--- WHAT YOU NEED TO DO ---
Whenever "checkout" appears in a line, please copy that line from the data.
━━━━━━━━━━━━━━━━━━━━
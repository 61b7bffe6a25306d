//! Source fetching
//!
//! Clones and refreshes working copies through the [`CommandRunner`]. Calls
//! are never retried; a non-zero exit surfaces as [`GitError::Fetch`] with
//! the tool's exit code and stderr. Callers serialize access per target
//! directory.

use crate::errors::{GitError, ProcessError};
use crate::process::{CommandRunner, RunOptions};
use crate::reference::RepositoryReference;
use std::path::Path;
use tracing::{debug, info, instrument, warn};

/// Git CLI wrapper
#[derive(Debug, Clone)]
pub struct GitFetcher<R> {
    runner: R,
    git_path: String,
}

impl<R: CommandRunner> GitFetcher<R> {
    pub fn new(runner: R) -> Self {
        Self::with_git_path(runner, "git")
    }

    pub fn with_git_path(runner: R, git_path: impl Into<String>) -> Self {
        Self {
            runner,
            git_path: git_path.into(),
        }
    }

    /// Clone `reference` at its branch into `target_dir`
    #[instrument(skip(self), fields(reference = %reference))]
    pub fn fetch(&self, reference: &RepositoryReference, target_dir: &Path) -> Result<(), GitError> {
        info!(
            "Cloning {} (branch {}) into {}",
            reference.clone_url(),
            reference.branch,
            target_dir.display()
        );
        let argv = vec![
            self.git_path.clone(),
            "clone".to_string(),
            "--branch".to_string(),
            reference.branch.clone(),
            reference.clone_url(),
            target_dir.to_string_lossy().into_owned(),
        ];
        self.runner
            .run(&argv, &RunOptions::default())
            .map_err(|e| fetch_error("clone", e))?;
        Ok(())
    }

    /// Pull the latest changes into an existing checkout
    #[instrument(skip(self))]
    pub fn refresh(&self, existing_dir: &Path) -> Result<(), GitError> {
        info!("Pulling latest changes in {}", existing_dir.display());
        let argv = vec![self.git_path.clone(), "pull".to_string()];
        self.runner
            .run(&argv, &RunOptions::default().in_dir(existing_dir))
            .map_err(|e| fetch_error("pull", e))?;
        Ok(())
    }

    /// URL of the `origin` remote, or `None` when it cannot be determined
    pub fn remote_url(&self, checkout: &Path) -> Option<String> {
        let argv = vec![
            self.git_path.clone(),
            "-C".to_string(),
            checkout.to_string_lossy().into_owned(),
            "remote".to_string(),
            "get-url".to_string(),
            "origin".to_string(),
        ];
        match self.runner.run(&argv, &RunOptions::unchecked()) {
            Ok(output) if output.success() => {
                let url = output.stdout.trim();
                (!url.is_empty()).then(|| url.to_string())
            }
            Ok(output) => {
                debug!(
                    exit_code = output.exit_code,
                    "No origin remote for {}",
                    checkout.display()
                );
                None
            }
            Err(e) => {
                warn!("Remote URL lookup failed for {}: {}", checkout.display(), e);
                None
            }
        }
    }
}

fn fetch_error(operation: &'static str, error: ProcessError) -> GitError {
    match error {
        ProcessError::NonZeroExit {
            exit_code, stderr, ..
        } => GitError::Fetch {
            operation,
            exit_code,
            stderr,
        },
        other => GitError::CLIError(other.to_string()),
    }
}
━━━━━━━━━━━━━━━━━━━━
--- RESPONSE TO THE EXERCISE ---
    /// Pull the latest changes into an existing checkout
    pub fn remote_url(&self, checkout: &Path) -> Option<String> {
            checkout.to_string_lossy().into_owned(),
                    checkout.display()
                warn!("Remote URL lookup failed for {}: {}", checkout.display(), e);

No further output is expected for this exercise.